Философская школа и привычка к обобщениям постоянно подталкивают писателя к объективации характерных свойств своей личности. В дневнике они даются отстраненно, как качества человеческой личности вообще. Им Герцен придает элемент художественной выразительности. Эти исконные антиномии человеческой натуры выступают и как отвлеченные категории рассудка, и как эстетически оформленные стихии личности. Но за
Импульсивная, жаждущая полноты жизни натура Герцена находится в состоянии бесконечных переходов от одного настроения к другому: периоды счастья и возвышенных порывов нередко сменяются душевным упадком и мрачным пессимизмом. Рвущийся наружу поток эмоций выплескивается на страницы дневниковых записей в многоцветий оттенков и контрастов: «<…> жадное стремление к какой-то полной жизни и скептицизм, все мутящий. Всякий день уносит что-нибудь. Я быстро отцвел и отживаю теперь свою осень, за которой не будет весны» (с. 282); «Вчера вечером наш разговор <…> был кроток, меня посетило опять давно неизвестное чувство гармонии, и я плакал от радостного чувства» (с. 283).
Болезненная рефлексия и самокритика, свойственная дневниковым исповедям и в целом поколению 1830-х годов, получает в дневнике Герцена все свойства типического, как на страницах художественных произведений самого писателя и его современников («Гамлет Щигровского уезда» И.С. Тургенева, поэзия Н.П. Огарева, «Ипохондрик» П.И. Кудрявцева). Образ автора не просто соотносится с образом поколения, но является его концентрированным выражением. В соответствующих записях о себе молодой Герцен выступает не как частный хроникер, а как создатель объективной характеристики эпохи. В описании своих собственных качеств он поднимается до масштабных обобщений: «Я вгляделся в себя и в жизнь. У меня характер ничтожный, легкомысленный <…> суетливо слабый, и, как таковой, склонный к прекрасным порывам и гнуснейшим поступкам <…> страстные, раздирающие сомнения царят в душе – и слезы о веке, слезы о стране, и о друзьях, и об ней» (с. 281).

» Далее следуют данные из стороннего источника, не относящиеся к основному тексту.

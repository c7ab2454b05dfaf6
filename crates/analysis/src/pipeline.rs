//! IR acquisition: read textual IR directly, or compile C/C++ sources with
//! an external `clang` invocation first.

use crate::compile_commands::CompilationDatabase;
use crate::result::AnalysisConfig;
use stackscan_ir::Module;
use std::process::Command;

#[derive(Clone, Copy, Debug, PartialEq, Eq)]
pub enum Language {
    LlvmIr,
    C,
    Cxx,
    Unknown,
}

/// One top-level failure; no diagnostics are produced when this is
/// returned.
#[derive(Debug, thiserror::Error)]
pub enum AnalysisError {
    #[error("unsupported input file type: {0}")]
    UnsupportedInput(String),
    #[error("unable to read {path}: {source}")]
    Io {
        path: String,
        source: std::io::Error,
    },
    #[error("compilation failed:\n{0}")]
    CompileFailed(String),
    #[error("failed to parse LLVM IR from {path}: {source}")]
    Parse {
        path: String,
        source: stackscan_reader::ParseError,
    },
}

pub fn detect_from_extension(path: &str) -> Language {
    let ext = match path.rfind('.') {
        Some(pos) => path[pos + 1..].to_ascii_lowercase(),
        None => return Language::Unknown,
    };
    match ext.as_str() {
        "ll" => Language::LlvmIr,
        "c" => Language::C,
        "cpp" | "cc" | "cxx" | "c++" | "cp" => Language::Cxx,
        _ => Language::Unknown,
    }
}

/// Compiler executable for the compile-to-IR step; override with
/// `STACKSCAN_CLANG`.
fn clang_executable() -> String {
    std::env::var("STACKSCAN_CLANG").unwrap_or_else(|_| "clang".to_string())
}

fn compile_to_ir(
    path: &str,
    language: Language,
    config: &AnalysisConfig,
    compdb: Option<&CompilationDatabase>,
) -> Result<String, AnalysisError> {
    let mut args: Vec<String> = vec![
        "-emit-llvm".to_string(),
        "-S".to_string(),
        "-g".to_string(),
    ];
    if language == Language::Cxx {
        args.push("-x".to_string());
        args.push("c++".to_string());
        args.push("-std=gnu++20".to_string());
    }
    if let Some(db) = compdb {
        if let Some(command) = db.command_for_file(path) {
            args.extend(command.arguments.iter().cloned());
        }
    }
    args.extend(config.extra_compile_args.iter().cloned());
    args.push("-fno-discard-value-names".to_string());
    args.push("-o".to_string());
    args.push("-".to_string());
    args.push(path.to_string());

    log::debug!("compiling {path} with {} {}", clang_executable(), args.join(" "));
    let output = Command::new(clang_executable())
        .args(&args)
        .output()
        .map_err(|e| AnalysisError::Io {
            path: path.to_string(),
            source: e,
        })?;

    if !output.status.success() {
        return Err(AnalysisError::CompileFailed(
            String::from_utf8_lossy(&output.stderr).into_owned(),
        ));
    }
    let ir = String::from_utf8_lossy(&output.stdout).into_owned();
    if ir.is_empty() {
        return Err(AnalysisError::CompileFailed(
            "no LLVM IR produced by the compiler invocation".to_string(),
        ));
    }
    Ok(ir)
}

/// Load one input into a module, compiling first when it is not already
/// textual IR.
pub fn load_module_for_analysis(
    path: &str,
    config: &AnalysisConfig,
    compdb: Option<&CompilationDatabase>,
) -> Result<Module, AnalysisError> {
    let language = detect_from_extension(path);
    let ir_text = match language {
        Language::Unknown => {
            return Err(AnalysisError::UnsupportedInput(path.to_string()));
        }
        Language::LlvmIr => std::fs::read_to_string(path).map_err(|e| AnalysisError::Io {
            path: path.to_string(),
            source: e,
        })?,
        Language::C | Language::Cxx => compile_to_ir(path, language, config, compdb)?,
    };

    let mut module =
        stackscan_reader::parse_module(&ir_text).map_err(|e| AnalysisError::Parse {
            path: path.to_string(),
            source: e,
        })?;
    if module.source_filename.is_empty() {
        module.source_filename = path.to_string();
    }
    Ok(module)
}

#[cfg(test)]
mod tests {
    use super::*;

    #[test]
    fn extension_detection() {
        assert_eq!(detect_from_extension("a.ll"), Language::LlvmIr);
        assert_eq!(detect_from_extension("a.c"), Language::C);
        assert_eq!(detect_from_extension("a.cpp"), Language::Cxx);
        assert_eq!(detect_from_extension("a.CC"), Language::Cxx);
        assert_eq!(detect_from_extension("a.rs"), Language::Unknown);
        assert_eq!(detect_from_extension("noext"), Language::Unknown);
    }
}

Типология дневника Герцена связана с его функциональными особенностями. Обозначив в начальной записи предметом изображения вехи своей жизни и этапы духовного развития, писатель последовательно воспроизводит динамику внутреннего мира. А поскольку жизненной целью автора является его историческое самоосуществление, внутренний и внешний миры показаны в их взаимоотношениях. Авторское я не заслоняет собой объективный мир, а изображается в его реакциях на значимые для него явления. Описанные в дневнике события отобраны, воспроизводятся не в порядке их фактического следования, а в той очередности, в какой они воздействовали на сознание и эмоциональный настрой автора.
В дневнике мы не найдем ни одной записи, в которой подробно описывается весь день жизни автора. Герцен выбирает событие, которое имеет значение для его духовной жизни, либо описывает переживание, вызванное воспоминанием. Травмирующие сознание факты – болезнь жены, смерть детей, преследование властей – зафиксированы в дневнике не в фазе физического протекания, а со стороны их психологического воздействия на писателя.
Таким же образом воспроизводятся и литературно-философские штудии Герцена. В отличие от аналогичных по функции вписок в дневниках А.И. Тургенева, A.B. Никитенко, И.С. Гагарина, эти записи даны не цельными блоками с «подстрочными» комментариями, а представляют собой самостоятельные критические этюды, размышления «по поводу», наподобие жанра «Капризов и раздумий».
У Герцена было твердое убеждение в том, что духовная жизнь автономна по отношению к физическому существованию человека и мира. И в дневнике предпочтение отдается именно первой. В этом проявился отчасти идеализм, но и трезвый реализм писателя. Духовная область стала для передовых людей 1830–1840-х годов главным поприщем деятельности и спасла их от нравственной гибели: «Сфера идей не зависит от случайности, и исключительное погружение в частности гибельно, но нельзя же опять выйти из своей кожи для того, чтобы существовать только как мысль» (с. 394); «Человеку, имеющему широкие интересы, несколько легче, нежели сосредоточенному на одном личном и семейном» (с. 317).